What Pepe The Frog’s Death Can Teach Us About The Internet – NPR

Andrew Knight holds a sign of Pepe the frog, an alt-right icon, during a rally in Berkeley, Calif., on April 27. Josh Edelson/AFP/Getty Images hide caption

Andrew Knight holds a sign of Pepe the frog, an alt-right icon, during a rally in Berkeley, Calif., on April 27.

With barely an Internet whimper, Pepe the Frog, the anthropomorphic cartoon character turned symbol of hate, was put down by his creator, Matt Furie, over the weekend, in a single-page comic strip. The final images were of Pepe dead in a casket, with three former roommates paying tribute by pouring some liquor on Pepe's face and drinking the rest.

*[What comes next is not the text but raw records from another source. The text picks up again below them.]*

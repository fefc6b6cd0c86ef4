//! WAL Reader
//!
//! Handles reading records from the WAL file.

use std::fs::File;
use std::io::{BufReader, ErrorKind, Read};
use std::path::Path;

use crate::error::{Result, TideError};

use super::entry::{WalEntry, HEADER_SIZE, MAX_RECORD_SIZE};

/// Reads records from the WAL file
pub struct WalReader {
    reader: BufReader<File>,
    /// Offset just past the last record returned
    position: u64,
}

impl WalReader {
    /// Open a WAL file for reading
    pub fn open(path: &Path) -> Result<Self> {
        let file = File::open(path)?;
        Ok(Self {
            reader: BufReader::new(file),
            position: 0,
        })
    }

    /// Read the next record from the WAL
    ///
    /// Returns `Ok(None)` at a clean end of file. A record cut short by the
    /// end of file is reported as `WalTruncated`; a CRC mismatch or an
    /// implausible length as `WalCorruption`. Either way `position()` still
    /// points at the start of that record.
    pub fn next_entry(&mut self) -> Result<Option<WalEntry>> {
        let mut header = [0u8; HEADER_SIZE];
        let got = read_fully(&mut self.reader, &mut header)?;
        if got == 0 {
            return Ok(None);
        }
        if got < HEADER_SIZE {
            return Err(TideError::WalTruncated(format!(
                "header at offset {} ({} of {} bytes)",
                self.position, got, HEADER_SIZE
            )));
        }

        let (lsn, crc, len) = WalEntry::decode_header(&header);
        if len > MAX_RECORD_SIZE {
            return Err(TideError::WalCorruption(format!(
                "implausible record length {} at offset {}",
                len, self.position
            )));
        }

        let mut body = vec![0u8; len as usize];
        let got = read_fully(&mut self.reader, &mut body)?;
        if got < body.len() {
            return Err(TideError::WalTruncated(format!(
                "record at offset {} ({} of {} bytes)",
                self.position,
                got,
                body.len()
            )));
        }

        let entry = WalEntry::deserialize(lsn, crc, &body)?;
        self.position += (HEADER_SIZE + body.len()) as u64;
        Ok(Some(entry))
    }

    /// Offset just past the last successfully read record
    pub fn position(&self) -> u64 {
        self.position
    }

    /// Iterate over all valid records, stopping after the first error
    pub fn entries(self) -> WalIterator {
        WalIterator {
            reader: self,
            done: false,
        }
    }
}

/// Iterator over WAL records
pub struct WalIterator {
    reader: WalReader,
    done: bool,
}

impl Iterator for WalIterator {
    type Item = Result<WalEntry>;

    fn next(&mut self) -> Option<Self::Item> {
        if self.done {
            return None;
        }
        match self.reader.next_entry() {
            Ok(Some(entry)) => Some(Ok(entry)),
            Ok(None) => {
                self.done = true;
                None
            }
            Err(e) => {
                self.done = true;
                Some(Err(e))
            }
        }
    }
}

/// Read until `buf` is full or EOF, returning the number of bytes read
fn read_fully<R: Read>(reader: &mut R, buf: &mut [u8]) -> Result<usize> {
    let mut filled = 0;
    while filled < buf.len() {
        match reader.read(&mut buf[filled..]) {
            Ok(0) => break,
            Ok(n) => filled += n,
            Err(e) if e.kind() == ErrorKind::Interrupted => continue,
            Err(e) => return Err(e.into()),
        }
    }
    Ok(filled)
}
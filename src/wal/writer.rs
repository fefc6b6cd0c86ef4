//! WAL Writer
//!
//! Handles appending records to the WAL file.

use std::fs::{File, OpenOptions};
use std::io::{Seek, SeekFrom, Write};
use std::path::{Path, PathBuf};

use crate::config::WalSyncStrategy;
use crate::error::{Result, TideError};

use super::entry::{now_millis, WalEntry, WritePair};
use super::WalRecovery;

/// Writes records to the WAL file
pub struct WalWriter {
    file: File,
    path: PathBuf,
    next_lsn: u64,
    sync_strategy: WalSyncStrategy,
    /// Records appended since the last fsync
    unsynced: usize,
    /// Current file length in bytes
    size: u64,
}

impl WalWriter {
    /// Open or create a WAL file, continuing after its last valid LSN
    ///
    /// The file is scanned (not modified) to find that LSN. Callers that have
    /// just run [`WalRecovery::recover`] should use [`WalWriter::open_at`].
    pub fn open(path: &Path, sync_strategy: WalSyncStrategy) -> Result<Self> {
        let next_lsn = if path.exists() {
            WalRecovery::verify(path)?.last_lsn + 1
        } else {
            1
        };
        Self::open_at(path, sync_strategy, next_lsn)
    }

    /// Open or create a WAL file, numbering new records from `next_lsn`
    pub fn open_at(path: &Path, sync_strategy: WalSyncStrategy, next_lsn: u64) -> Result<Self> {
        let mut file = OpenOptions::new()
            .create(true)
            .read(true)
            .write(true)
            .open(path)?;
        let size = file.seek(SeekFrom::End(0))?;

        Ok(Self {
            file,
            path: path.to_path_buf(),
            next_lsn: next_lsn.max(1),
            sync_strategy,
            unsynced: 0,
            size,
        })
    }

    /// Append a write batch as one record, returning its LSN
    ///
    /// If the write or its fsync fails, the file is cut back to its previous
    /// length and the LSN is not consumed, so a failed batch is never replayed.
    pub fn append(&mut self, writes: &[WritePair]) -> Result<u64> {
        let lsn = self.next_lsn;
        let record = WalEntry::encode(lsn, now_millis(), writes)?;
        let start = self.size;

        if let Err(e) = self.file.write_all(&record) {
            self.discard_from(start);
            return Err(TideError::WalWrite(format!("append at lsn {}: {}", lsn, e)));
        }

        let should_sync = match self.sync_strategy {
            WalSyncStrategy::EveryWrite => true,
            WalSyncStrategy::EveryNEntries { count } => self.unsynced + 1 >= count.max(1),
        };
        if should_sync {
            if let Err(e) = self.file.sync_data() {
                self.discard_from(start);
                return Err(TideError::WalWrite(format!("sync at lsn {}: {}", lsn, e)));
            }
            self.unsynced = 0;
        } else {
            self.unsynced += 1;
        }

        self.size = start + record.len() as u64;
        self.next_lsn += 1;
        Ok(lsn)
    }

    /// Cut the file back to `len` after a failed append
    fn discard_from(&mut self, len: u64) {
        let rolled_back = self
            .file
            .set_len(len)
            .and_then(|()| self.file.seek(SeekFrom::Start(len)).map(|_| ()));
        if let Err(e) = rolled_back {
            tracing::error!(
                path = %self.path.display(),
                len,
                error = %e,
                "cannot roll back failed WAL append"
            );
        }
    }

    /// Force sync to disk
    pub fn sync(&mut self) -> Result<()> {
        self.file.sync_data()?;
        self.unsynced = 0;
        Ok(())
    }

    /// Drop every record (called once they are durable in a snapshot)
    ///
    /// LSNs keep increasing across truncations.
    pub fn truncate(&mut self) -> Result<()> {
        self.file.set_len(0)?;
        self.file.seek(SeekFrom::Start(0))?;
        self.file.sync_all()?;
        self.size = 0;
        self.unsynced = 0;
        Ok(())
    }

    /// LSN of the last appended record (0 if none yet)
    pub fn current_lsn(&self) -> u64 {
        self.next_lsn - 1
    }

    /// Current WAL file size in bytes
    pub fn size(&self) -> u64 {
        self.size
    }
}

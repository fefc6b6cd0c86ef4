//! Connection Handler
//!
//! Handles individual client connections.

use std::io::{BufReader, BufWriter, ErrorKind};
use std::net::{Shutdown, TcpStream};
use std::sync::Arc;
use std::thread::{self, JoinHandle};
use std::time::Duration;

use crate::config::Config;
use crate::error::{Result, TideError};
use crate::hub::{ClientSession, Hub, Outbound, SessionInfo, SessionRef, SessionSink};
use crate::protocol::{
    decode_hello, decode_request, read_frame, write_frame, ServerMessage, PROTO_VERSION,
};

/// Handles a single client connection
pub struct Connection {
    /// TCP stream reader (buffered for efficiency)
    reader: BufReader<TcpStream>,

    /// Original stream, cloned for the writer thread and shut down on exit
    stream: TcpStream,

    /// Shared command hub
    hub: Arc<Hub>,

    config: Config,

    /// Peer address for logging
    peer_addr: String,
}

impl Connection {
    /// Create a new connection handler
    ///
    /// Sets up buffered I/O and configures timeouts
    pub fn new(stream: TcpStream, hub: Arc<Hub>, config: &Config) -> Result<Self> {
        // Get peer address for logging before we split the stream
        let peer_addr = stream
            .peer_addr()
            .map(|a| a.to_string())
            .unwrap_or_else(|_| "unknown".to_string());

        // Disable Nagle's algorithm for low latency
        stream.set_nodelay(true)?;

        if config.read_timeout_ms > 0 {
            stream.set_read_timeout(Some(Duration::from_millis(config.read_timeout_ms)))?;
        }
        if config.write_timeout_ms > 0 {
            stream.set_write_timeout(Some(Duration::from_millis(config.write_timeout_ms)))?;
        }

        let read_stream = stream.try_clone()?;

        Ok(Self {
            reader: BufReader::new(read_stream),
            stream,
            hub,
            config: config.clone(),
            peer_addr,
        })
    }

    /// Handle the connection (blocking until closed)
    ///
    /// Performs the handshake, registers the session, then reads requests in
    /// a loop. Returns when the client disconnects or an error occurs; the
    /// session is always unregistered before returning.
    pub fn handle(&mut self) -> Result<()> {
        tracing::debug!("Connection established from {}", self.peer_addr);

        let hello = match read_frame(&mut self.reader) {
            Ok(Some(payload)) => decode_hello(&payload)?,
            Ok(None) => {
                tracing::debug!("Client {} left before handshake", self.peer_addr);
                return Ok(());
            }
            Err(e) if is_disconnect(&e) => return Ok(()),
            Err(e) => return Err(e),
        };

        let info = SessionInfo::new(hello.namespace);
        let (session, outbound) = ClientSession::new(
            info.clone(),
            self.config.outbound_capacity,
            self.config.reply_timeout(),
        );
        let session_ref: SessionRef = session.clone();

        let writer = self.spawn_writer(outbound, Arc::clone(&session))?;

        let result = match self.hub.register(session_ref.clone()) {
            Ok(()) => {
                session.activate();
                let hello = ServerMessage::Hello {
                    uid: info.uid.clone(),
                    version: PROTO_VERSION,
                };
                self.hub.reply(&session_ref, &hello);
                self.serve(&session, &session_ref)
            }
            Err(e) => Err(e),
        };

        // Closing → Removed
        session.close();
        self.hub.unregister(&info.uid);
        session.mark_removed();
        // The writer flushes what is queued, then exits on the close signal
        if writer.join().is_err() {
            tracing::warn!("Writer thread for {} panicked", self.peer_addr);
        }
        let _ = self.stream.shutdown(Shutdown::Both);

        tracing::debug!(client = %info.uid, "Client {} disconnected", self.peer_addr);
        result
    }

    /// Request loop for an active session
    fn serve(&mut self, session: &ClientSession, session_ref: &SessionRef) -> Result<()> {
        loop {
            let payload = match read_frame(&mut self.reader) {
                Ok(Some(payload)) => payload,
                Ok(None) => return Ok(()),
                Err(e) if is_disconnect(&e) => return Ok(()),
                Err(TideError::Protocol(reason)) => {
                    tracing::warn!("Protocol error from {}: {}", self.peer_addr, reason);
                    let message = ServerMessage::error("", "invalid-format", reason.clone());
                    self.hub.reply(session_ref, &message);
                    return Err(TideError::Protocol(reason));
                }
                Err(e) => {
                    tracing::warn!("Error reading from {}: {}", self.peer_addr, e);
                    return Err(e);
                }
            };

            match decode_request(&payload) {
                Ok(request) => {
                    tracing::trace!(
                        client = %session.identify().uid,
                        command = %request.command,
                        "Received request from {}",
                        self.peer_addr
                    );
                    self.hub.dispatch(session_ref, request);
                }
                Err(e) => {
                    // Malformed JSON is not fatal; framing is still intact
                    tracing::debug!("Malformed request from {}: {}", self.peer_addr, e);
                    let message = ServerMessage::error("", "invalid-format", e.to_string());
                    self.hub.reply(session_ref, &message);
                }
            }

            if session.is_closed() {
                tracing::debug!("Session for {} closed while serving", self.peer_addr);
                return Ok(());
            }
        }
    }

    /// Start the thread that drains the outbound channel into the socket
    fn spawn_writer(&self, outbound: Outbound, session: Arc<ClientSession>) -> Result<JoinHandle<()>> {
        let stream = self.stream.try_clone()?;
        let peer_addr = self.peer_addr.clone();

        thread::Builder::new()
            .name(format!("tidekv-writer-{}", peer_addr))
            .spawn(move || {
                let mut writer = BufWriter::new(stream);
                while let Some(frame) = outbound.next_frame() {
                    if let Err(e) = write_frame(&mut writer, &frame) {
                        tracing::debug!("Error writing to {}: {}", peer_addr, e);
                        session.close();
                        // Unblock the reader so the connection winds down
                        let _ = writer.get_ref().shutdown(Shutdown::Both);
                        break;
                    }
                }
            })
            .map_err(TideError::Io)
    }
}

/// Whether an error just means the peer went away (or went quiet past the read timeout)
fn is_disconnect(e: &TideError) -> bool {
    match e {
        TideError::Io(io) => matches!(
            io.kind(),
            ErrorKind::UnexpectedEof
                | ErrorKind::ConnectionReset
                | ErrorKind::ConnectionAborted
                | ErrorKind::BrokenPipe
                | ErrorKind::WouldBlock
                | ErrorKind::TimedOut
        ),
        _ => false,
    }
}

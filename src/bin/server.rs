//! TideKV Server Binary
//!
//! Starts the TCP server for TideKV.

use std::sync::Arc;

use clap::Parser;
use tidekv::config::WalSyncStrategy;
use tidekv::network::Server;
use tidekv::{Config, Engine, Hub};
use tracing_subscriber::{fmt, EnvFilter};

/// TideKV Server
#[derive(Parser, Debug)]
#[command(name = "tidekv-server")]
#[command(about = "Namespaced key-value store with live change notifications")]
#[command(version)]
struct Args {
    /// Data directory
    #[arg(short, long, default_value = "./tidekv_data")]
    data_dir: String,

    /// Listen address (host:port)
    #[arg(short, long, default_value = "127.0.0.1:4338")]
    listen: String,

    /// Maximum concurrent connections
    #[arg(short, long, default_value = "1024")]
    max_connections: usize,

    /// Log level (trace, debug, info, warn, error); RUST_LOG takes precedence
    #[arg(long, default_value = "info")]
    log_level: String,

    /// Frames buffered per client before pushes are dropped
    #[arg(long, default_value = "256")]
    outbound_capacity: usize,

    /// WAL size in MB that triggers a checkpoint
    #[arg(long, default_value = "16")]
    checkpoint_mb: u64,

    /// fsync the WAL every N batches (1 = every batch)
    #[arg(long, default_value = "100")]
    sync_every: usize,
}

fn main() {
    let args = Args::parse();

    // Initialize tracing/logging
    let filter = EnvFilter::try_from_default_env()
        .unwrap_or_else(|_| EnvFilter::new(format!("{},tidekv={}", args.log_level, args.log_level)));

    fmt()
        .with_env_filter(filter)
        .with_target(true)
        .with_thread_ids(true)
        .init();

    tracing::info!("TideKV Server v{}", tidekv::VERSION);
    tracing::info!("Data directory: {}", args.data_dir);
    tracing::info!("Listen address: {}", args.listen);

    let sync_strategy = match args.sync_every {
        0 | 1 => WalSyncStrategy::EveryWrite,
        count => WalSyncStrategy::EveryNEntries { count },
    };

    // Build config from args
    let config = Config::builder()
        .data_dir(&args.data_dir)
        .listen_addr(&args.listen)
        .max_connections(args.max_connections)
        .outbound_capacity(args.outbound_capacity)
        .checkpoint_threshold(args.checkpoint_mb * 1024 * 1024)
        .wal_sync_strategy(sync_strategy)
        .build();

    // Open engine
    let engine = match Engine::open(config.clone()) {
        Ok(e) => Arc::new(e),
        Err(e) => {
            tracing::error!("Failed to open engine: {}", e);
            std::process::exit(1);
        }
    };

    tracing::info!(keys = engine.key_count(), "Engine initialized successfully");

    let hub = Arc::new(Hub::new(engine));

    // Start server
    let server = match Server::new(config, hub) {
        Ok(s) => s,
        Err(e) => {
            tracing::error!("Failed to start server: {}", e);
            std::process::exit(1);
        }
    };

    if let Err(e) = server.run() {
        tracing::error!("Server error: {}", e);
        std::process::exit(1);
    }

    tracing::info!("Server stopped");
}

The demise of Pepe who had become a symbol of the alt-right, neo-Nazis and white nationalists was as sad as it was unlikely. Pepe, from the start, was supposed to be a good guy. But in the story of his rise and fall, some universal truths about the nature of modern Internet can be found.

But first, let's look back at just how Pepe came to be.

When Furie created the character in 2005 and later featured him in the comic Boy's Club, he was just trying to make a chill bro who happened to be an animal. "He's a 20-something post-college roommate," Furie told NPR. "He's an anthropomorphic frog that lives with a party wolf, a bear-like creature, and then kind of a muppety, dog-like creature ... in a one-room apartment. And [they] kinda just party together and pull pranks on one another and hug each other and that kind of thing."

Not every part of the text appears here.